Many colleges and universities also offer health care coverage to students. Do your research to see if this coverage is more affordable than your parents paying for you to stay on their plan.

Self-Employed

Many who are self-employed find it’s most affordable to shop the ACA Marketplace for coverage. Remember, while health insurance can be costly, it is also tax-deductible. So, you should get a break from it when tax time arrives. 

Self-employed folks often have varied income streaks. Make sure you budget and plan for those times when things might be slow and you have cash flow coming in.

Low-Income

The government-run program called Medicare is available for those who fall into the low-income category.  If you are having trouble affording health care or know your income is low, look at Medicare coverage. 

Veterans

Veterans can receive coverage through the U.S. Department of Veterans Affairs (VA). It’s smart to look at how two plans will coordinate to get optimal coverage and care. 

Senior Citizens

Once you are over the age of 65, you can qualify for Medicare. Medicare is the government-subsidized program for senior citizens to have health care coverage

Senior citizens on Medicare will want to look at Medigap insurance to cover the deductibles and the donut hole coverage that is part of Medicare

Private Health Insurance

There is also private health insurance. Anyone can go to the ACA Marketplace and get private insurance. Many people also get private insurance benefits from their employers. 

For most private insurance, coverage involves networks and which you are allowed to use and or not use.
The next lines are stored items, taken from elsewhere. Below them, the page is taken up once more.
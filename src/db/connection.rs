use rusqlite::Connection;
use std::cell::RefCell;

use crate::errors::PipelineError;

const SCHEMA_SQL: &str = include_str!("../../sql/schema.sql");

// Thread-local connection slot.
thread_local! {
    static DB_CONN: RefCell<Option<Connection>> = RefCell::new(None);
}

#[derive(Clone)]
pub struct Database {
    path: String,
}

impl Database {
    pub fn new(path: impl Into<String>) -> Self {
        Self { path: path.into() }
    }

    /// Provides a mutable connection to the closure, opening one lazily per
    /// thread on first use.
    pub fn with_conn<F, T>(&self, f: F) -> Result<T, PipelineError>
    where
        F: FnOnce(&mut Connection) -> Result<T, PipelineError>,
    {
        let inner_result = DB_CONN
            .try_with(|cell| {
                let mut slot = cell.borrow_mut();
                if slot.is_none() {
                    let conn = Connection::open(&self.path)
                        .map_err(|e| PipelineError::DbError(format!("Open DB failed: {e}")))?;
                    *slot = Some(conn);
                }
                let conn = slot.as_mut().unwrap();
                f(conn)
            })
            .map_err(|_| PipelineError::InternalError)?;
        inner_result
    }
}

/// Apply the embedded schema (idempotent, everything is IF NOT EXISTS).
pub fn init_db(db: &Database) -> Result<(), PipelineError> {
    db.with_conn(|conn| {
        conn.execute_batch(SCHEMA_SQL)
            .map_err(|e| PipelineError::DbError(format!("Failed to apply schema: {e}")))?;
        Ok(())
    })
}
Let’s take a look at some private health insurance options.

HMO

A health maintenance organization or HMO is likely to most restrictive because it requires the insured to see health care providers in a certain network. 

All of your care will be provided by a primary care physician (PCP). The PCP is the one who dictates your care and must write referrals for you to say any other care provider. 

PPO

A PPO, or a preferred provider organization, is less restrictive than HMO plans. You have the option of seeing an in-network doctor. This is often for less cost. You are not, however, restricted to just those care providers and can choose to go to an out-of-network doctor too. 

One advantage of a PPO plan is that you don’t need a referral to see other doctors from your PCP. Because they are less restrictive, PPO plans tend to be more costly than other options.

EPO

An exclusive provider organization or EPO is a combination of the HMO and PPO plans. 

The good part of an EPO is that you don’t need referrals to see specialists. You must still designate a PCP but can’t see out of network doctors. 

POS

The point of service plans or POS is a hybrid option of all of the above. You must designate a PCP like in the HMO plan. This PCP is responsible for the coordination of your care. 

You get to have access to the PPO style of network providers, although they are likely to be at a higher cost. There is also still the HMO network that can be less costly. If you choose that option, you must still get a referral from your PCP.

Health Insurance Enrollment

Health insurance has something called enrollment periods. This is the time when you can enroll or sign up for the plan. It’s also a window of time when you can elect to make changes to your health plan coverage. 

When is open enrollment for health insurance in 2020? This is a bit tricky to answer, especially considering today’s current climate. Generally speaking, they are in November and December for coverage beginning the next year. However, many plans also do an open enrollment period in March and April for coverage beginning May 1.

To get a definitive answer on open enrollment, check your state’s guidelines. If you have private insurance through an employer, they can also give that information specifically.

Open enrollment restrictions can also get waived if you have a qualified change in status, like a job change or a divorce. 

Understanding Health Insurance So It Works for You

Understanding health insurance, all the rules, regulations, and terminology can be overwhelming for even those who are well versed. This one part of life that requires research and paying attention to details to get the best possible coverage at rates you can afford.